### DATA SUPPLIED:
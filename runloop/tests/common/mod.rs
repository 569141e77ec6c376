//! Shared fakes for run-loop tests.
//!
//! Scripts are exact: a sequencer step beyond the scripted results panics,
//! which is how the retry-bound tests catch an (N+1)th protocol step.

#![allow(dead_code)]

use std::cell::Cell;
use std::collections::VecDeque;
use std::rc::Rc;

use sebridge_core::{BringUpResult, DeviceConfig, NetProfile};
use sebridge_hwio::{IndicatorPin, PinLevel, TriggerProbe};
use sebridge_runloop::traits::{
    Board, BridgePump, ConfigStore, LeaseClient, LeaseStep, ManagementPump, NameResolver,
    NetInterface, ResolveStep,
};

/// Fake network services: lease client + resolver + interface in one
/// object, driven by scripted step results.
pub struct ScriptedNet {
    pub lease_results: VecDeque<LeaseStep>,
    pub resolve_results: VecDeque<ResolveStep>,
    pub begin_calls: u32,
    pub stop_calls: u32,
    pub lease_steps: u32,
    pub query_steps: u32,
    pub last_query: Option<([u8; 4], String)>,
    pub mac: Option<[u8; 6]>,
    pub static_applied: u32,
    pub current: NetProfile,
    pub leased_profile: NetProfile,
    pub link: bool,
}

impl ScriptedNet {
    pub fn new() -> Self {
        Self {
            lease_results: VecDeque::new(),
            resolve_results: VecDeque::new(),
            begin_calls: 0,
            stop_calls: 0,
            lease_steps: 0,
            query_steps: 0,
            last_query: None,
            mac: None,
            static_applied: 0,
            current: NetProfile::new([0; 4], [0; 4], [0; 4]),
            leased_profile: NetProfile::new(
                [10, 0, 0, 50],
                [255, 255, 255, 0],
                [10, 0, 0, 1],
            ),
            link: true,
        }
    }

    pub fn lease_script(mut self, steps: &[LeaseStep]) -> Self {
        self.lease_results = steps.iter().copied().collect();
        self
    }

    pub fn resolve_script(mut self, steps: &[ResolveStep]) -> Self {
        self.resolve_results = steps.iter().copied().collect();
        self
    }
}

impl LeaseClient for ScriptedNet {
    fn begin(&mut self) {
        self.begin_calls += 1;
    }

    fn step(&mut self) -> LeaseStep {
        self.lease_steps += 1;
        let result = self
            .lease_results
            .pop_front()
            .expect("lease step beyond script");
        if result == LeaseStep::Leased {
            self.current = self.leased_profile;
        }
        result
    }

    fn stop(&mut self) {
        self.stop_calls += 1;
    }
}

impl NameResolver for ScriptedNet {
    fn query_step(&mut self, server: [u8; 4], host: &str) -> ResolveStep {
        self.query_steps += 1;
        self.last_query = Some((server, host.to_string()));
        self.resolve_results
            .pop_front()
            .expect("query step beyond script")
    }
}

impl NetInterface for ScriptedNet {
    fn set_mac(&mut self, mac: [u8; 6]) {
        self.mac = Some(mac);
    }

    fn apply_static(&mut self, net: &NetProfile) {
        self.static_applied += 1;
        self.current = *net;
    }

    fn profile(&self) -> NetProfile {
        self.current
    }

    fn link_up(&self) -> bool {
        self.link
    }
}

/// Management pump counting invocations.
pub struct CountingPump {
    pub pumps: u32,
}

impl CountingPump {
    pub fn new() -> Self {
        Self { pumps: 0 }
    }
}

impl ManagementPump for CountingPump {
    fn pump(&mut self) {
        self.pumps += 1;
    }
}

/// Data-bridge pump counting invocations.
pub struct CountingBridge {
    pub pumps: u32,
}

impl CountingBridge {
    pub fn new() -> Self {
        Self { pumps: 0 }
    }
}

impl BridgePump for CountingBridge {
    fn pump(&mut self) {
        self.pumps += 1;
    }
}

/// Board fake with a scripted trigger pin.
pub struct FakeBoard {
    pub init_calls: u32,
    pub delays: u32,
    levels: Vec<PinLevel>,
    cursor: usize,
}

impl FakeBoard {
    /// Trigger pin held high: not triggered.
    pub fn new() -> Self {
        Self {
            init_calls: 0,
            delays: 0,
            levels: vec![PinLevel::High; 8],
            cursor: 0,
        }
    }

    /// Trigger pin held low: latches the trigger.
    pub fn triggered() -> Self {
        Self {
            levels: vec![PinLevel::Low; 8],
            ..Self::new()
        }
    }
}

impl TriggerProbe for FakeBoard {
    fn sample(&mut self) -> PinLevel {
        let level = self.levels.get(self.cursor).copied().unwrap_or(PinLevel::High);
        self.cursor += 1;
        level
    }

    fn delay_ms(&mut self, _ms: u32) {
        self.delays += 1;
    }
}

impl Board for FakeBoard {
    fn init_hardware(&mut self) {
        self.init_calls += 1;
    }
}

/// Configuration store returning a fixed result.
pub struct FakeStore {
    pub result: BringUpResult<DeviceConfig>,
}

impl FakeStore {
    pub fn with(cfg: DeviceConfig) -> Self {
        Self { result: Ok(cfg) }
    }
}

impl ConfigStore for FakeStore {
    fn load(&mut self) -> BringUpResult<DeviceConfig> {
        self.result
    }
}

/// Indicator pin recording writes through shared cells.
pub struct RecordingPin {
    pub writes: Rc<Cell<u32>>,
    pub state: Rc<Cell<bool>>,
}

impl RecordingPin {
    pub fn new() -> (Self, Rc<Cell<u32>>, Rc<Cell<bool>>) {
        let writes = Rc::new(Cell::new(0));
        let state = Rc::new(Cell::new(false));
        (
            Self {
                writes: writes.clone(),
                state: state.clone(),
            },
            writes,
            state,
        )
    }
}

impl IndicatorPin for RecordingPin {
    fn set(&mut self, on: bool) {
        self.writes.set(self.writes.get() + 1);
        self.state.set(on);
    }
}
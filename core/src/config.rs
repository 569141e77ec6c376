//! Device configuration.
//!
//! Loaded once at bring-up by the persisted-configuration collaborator and
//! treated as read-only by the orchestrator. Addresses are raw octet arrays;
//! no address type from any network crate leaks into this layer.

/// Maximum remote hostname length in bytes.
pub const HOST_NAME_LEN: usize = 64;

/// Operating mode of the serial-to-Ethernet data channel.
#[derive(Debug, Clone, Copy, PartialEq, Eq)]
pub enum OperatingMode {
    /// Device connects out to the configured remote host.
    TcpClient,
    /// Device waits for inbound connections; no remote host needed.
    TcpServer,
    /// Server that switches to client on serial activity.
    TcpMixed,
}

impl OperatingMode {
    /// Modes other than pure server may need the remote host resolved.
    pub fn uses_remote_host(&self) -> bool {
        !matches!(self, Self::TcpServer)
    }
}

/// IPv4 profile: address, netmask, gateway.
///
/// Doubles as the live network-info record in the run context: holds either
/// the leased or the static configuration once bring-up settles it.
#[derive(Debug, Clone, Copy, PartialEq, Eq)]
pub struct NetProfile {
    pub ip: [u8; 4],
    pub mask: [u8; 4],
    pub gateway: [u8; 4],
}

impl NetProfile {
    pub const fn new(ip: [u8; 4], mask: [u8; 4], gateway: [u8; 4]) -> Self {
        Self { ip, mask, gateway }
    }

    /// Check for a valid (non-zero) address.
    pub fn has_ip(&self) -> bool {
        self.ip != [0, 0, 0, 0]
    }
}

impl Default for NetProfile {
    fn default() -> Self {
        // Factory default of the board: 192.168.11.2/24 via .1
        Self::new([192, 168, 11, 2], [255, 255, 255, 0], [192, 168, 11, 1])
    }
}

/// Fixed-buffer hostname (no heap in the configuration record).
#[derive(Debug, Clone, Copy)]
pub struct HostName {
    buf: [u8; HOST_NAME_LEN],
    len: u8,
}

impl HostName {
    pub const fn empty() -> Self {
        Self {
            buf: [0u8; HOST_NAME_LEN],
            len: 0,
        }
    }

    /// Create from a string slice; over-long names are truncated.
    pub fn new(name: &str) -> Self {
        let mut host = Self::empty();
        let bytes = name.as_bytes();
        let mut copy_len = bytes.len().min(HOST_NAME_LEN);
        // Never split a multi-byte character.
        while copy_len > 0 && !name.is_char_boundary(copy_len) {
            copy_len -= 1;
        }
        host.buf[..copy_len].copy_from_slice(&bytes[..copy_len]);
        host.len = copy_len as u8;
        host
    }

    pub fn as_str(&self) -> &str {
        let len = (self.len as usize).min(HOST_NAME_LEN);
        core::str::from_utf8(&self.buf[..len]).unwrap_or("")
    }

    pub fn is_empty(&self) -> bool {
        self.len == 0
    }
}

impl Default for HostName {
    fn default() -> Self {
        Self::empty()
    }
}

/// Device configuration record.
#[derive(Debug, Clone, Copy)]
pub struct DeviceConfig {
    /// MAC address programmed into the Ethernet engine at bring-up.
    pub mac: [u8; 6],
    /// Data channel operating mode.
    pub mode: OperatingMode,
    /// Acquire the address via DHCP instead of the static profile.
    pub dhcp_enabled: bool,
    /// Resolve the remote hostname via DNS before entering steady state.
    pub dns_enabled: bool,
    /// DNS server queried when resolution is enabled.
    pub dns_server: [u8; 4],
    /// Remote hostname to resolve (client/mixed modes).
    pub remote_host: HostName,
    /// Remote data-channel address; used directly when DNS is disabled,
    /// overwritten by resolution when it is enabled.
    pub remote_ip: [u8; 4],
    /// Remote TCP port of the data channel.
    pub remote_port: u16,
    /// Static fallback profile (also the profile used when DHCP is off).
    pub static_net: NetProfile,
}

impl Default for DeviceConfig {
    fn default() -> Self {
        Self {
            mac: [0, 0, 0, 0, 0, 0],
            mode: OperatingMode::TcpServer,
            dhcp_enabled: false,
            dns_enabled: false,
            dns_server: [8, 8, 8, 8],
            remote_host: HostName::empty(),
            remote_ip: [0, 0, 0, 0],
            remote_port: 5000,
            static_net: NetProfile::default(),
        }
    }
}

impl DeviceConfig {
    /// Set the MAC address.
    pub fn mac(mut self, mac: [u8; 6]) -> Self {
        self.mac = mac;
        self
    }

    /// Set the operating mode.
    pub fn mode(mut self, mode: OperatingMode) -> Self {
        self.mode = mode;
        self
    }

    /// Enable or disable DHCP address acquisition.
    pub fn dhcp(mut self, enabled: bool) -> Self {
        self.dhcp_enabled = enabled;
        self
    }

    /// Enable DNS resolution of `host` against `server`.
    pub fn dns(mut self, server: [u8; 4], host: &str) -> Self {
        self.dns_enabled = true;
        self.dns_server = server;
        self.remote_host = HostName::new(host);
        self
    }

    /// Set the remote data-channel endpoint.
    pub fn remote(mut self, host: &str, port: u16) -> Self {
        self.remote_host = HostName::new(host);
        self.remote_port = port;
        self
    }

    /// Set the remote data-channel address directly (no resolution).
    pub fn remote_ip(mut self, ip: [u8; 4], port: u16) -> Self {
        self.remote_ip = ip;
        self.remote_port = port;
        self
    }

    /// Set the static network profile.
    pub fn static_net(mut self, net: NetProfile) -> Self {
        self.static_net = net;
        self
    }
}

### EXERCISE:
Go through the material and copy each line in which the word "into" occurs.

### RESULT OF THE TASK:
//! no address type from any network crate leaks into this layer.
    /// MAC address programmed into the Ethernet engine at bring-up.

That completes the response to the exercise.